To remove usernames:

To retrieve passwords:

In these teams:

  • ROZDILYUVACH – this is a symbol that distributes logins and passwords. If you need to enter a tab character, write “t”.

  • GLOSSARY.txt – combinations of the dictionary for which we need lists of words

In principle, the commands only differ in $1 (the first field before the separator) and $2 (the second field after the separator).
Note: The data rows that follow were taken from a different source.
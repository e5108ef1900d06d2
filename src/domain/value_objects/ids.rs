//! Strongly-typed identifiers for world model records
//!
//! Record ids come from extraction output and pivot catalogs, so they are
//! opaque strings. Ids minted by the engine itself use UUIDs.

use serde::{Deserialize, Serialize};
use uuid::Uuid;

macro_rules! define_id {
    ($name:ident) => {
        #[derive(Debug, Clone, PartialEq, Eq, PartialOrd, Ord, Hash, Serialize, Deserialize)]
        #[serde(transparent)]
        pub struct $name(String);

        impl $name {
            pub fn new(id: impl Into<String>) -> Self {
                Self(id.into())
            }

            pub fn as_str(&self) -> &str {
                &self.0
            }
        }

        impl std::fmt::Display for $name {
            fn fmt(&self, f: &mut std::fmt::Formatter<'_>) -> std::fmt::Result {
                write!(f, "{}", self.0)
            }
        }

        impl From<&str> for $name {
            fn from(id: &str) -> Self {
                Self(id.to_string())
            }
        }

        impl From<String> for $name {
            fn from(id: String) -> Self {
                Self(id)
            }
        }
    };
}

macro_rules! define_uuid_id {
    ($name:ident) => {
        #[derive(Debug, Clone, Copy, PartialEq, Eq, Hash, Serialize, Deserialize)]
        pub struct $name(Uuid);

        impl $name {
            pub fn new() -> Self {
                Self(Uuid::new_v4())
            }
        }

        impl Default for $name {
            fn default() -> Self {
                Self::new()
            }
        }

        impl std::fmt::Display for $name {
            fn fmt(&self, f: &mut std::fmt::Formatter<'_>) -> std::fmt::Result {
                write!(f, "{}", self.0)
            }
        }
    };
}

define_id!(EntityId);
define_id!(EventId);
define_id!(RelationshipId);
define_id!(ObservationId);
define_id!(DocumentId);
define_id!(PivotId);

define_uuid_id!(IngestionId);
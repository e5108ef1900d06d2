//! Model export
//!
//! A [`ModelSnapshot`] is the downloadable form of the base model together
//! with the pivot selection active when it was taken.

mod model_snapshot;

pub use model_snapshot::ModelSnapshot;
How, with the help of Hashcat, you can generate a dictionary of MD5 hashes of all six-digit numbers from 000000 to 999999

Hashcat can work for regional tables, but only for Wi-Fi. Then, for the help of PHP, you can change the number of rows:

Execution time – 1-4 seconds. During this time, all md5 hashes for lines 000000…999999 will be generated. Save the above code to file md5-rb-gen.php, run like this:

To save the hashes of the file:

An interesting observation about the speed of achieving the task. The next two commands do the same thing:

But, on the average computer, execution of orders three times a year. FP appearing faster than native Linuh tsommands.

Doubling words

How to create a dictionary of 12 character words consisting only of decimal digits (?d) of the format abcdefabcdef, that is, a six-digit number written twice? You can use an Attack based on rules, or you can write a small Bash script (all words in the user.txt file are written twice):

For our task of doubling six-digit numbers, we can use the following command, which will generate six-digit numbers and write each number twice:

How to create a dictionary with a list of dates

How to create a list of dates according to the template DD-MM-YYYY, that is, corresponding to the mask ?d?d-?d?d-?d?d?d?d but so that the search is not in the range 00-99, but 01-31, 01 -12 and 1900-2021 respectively? The pydictor program can create such dictionaries.
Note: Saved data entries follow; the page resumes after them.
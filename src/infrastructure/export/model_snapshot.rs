//! Model snapshot for download and archival

use chrono::{DateTime, Utc};
use serde::{Deserialize, Serialize};

use crate::application::services::WorldModelService;
use crate::domain::aggregates::{ModelStats, WorldModel};
use crate::domain::value_objects::PivotId;

/// Base model plus the context needed to reproduce the composed view
#[derive(Debug, Clone, PartialEq, Serialize, Deserialize)]
pub struct ModelSnapshot {
    pub exported_at: DateTime<Utc>,
    /// Base revision the snapshot was taken at
    pub revision: u64,
    pub active_pivots: Vec<PivotId>,
    pub stats: ModelStats,
    pub model: WorldModel,
}

impl ModelSnapshot {
    pub fn capture(service: &WorldModelService) -> Self {
        let model = WorldModel::clone(&service.base());
        Self {
            exported_at: Utc::now(),
            revision: service.revision(),
            active_pivots: service.selection().iter().cloned().collect(),
            stats: model.stats(),
            model,
        }
    }
}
But it is even easier to make a dictionary like this (it will be saved in the dates.txt file):

If you want to do without creating a dictionary, then pass the output of the previous commands to the hashcat standard input:

How to break the generated dictionaries into parts

Is it possible somehow in the maskprocessor to divide the generated dictionary into several parts? For example, in parts of 1GB. Yes, it is possible to divide the output of the mask processor, as well as ready-made dictionaries into parts. In Linux, it is convenient to use the split utility for this, for example:

Other related articles
Found an error?
If you find an error, take a screenshot and send it to the bot.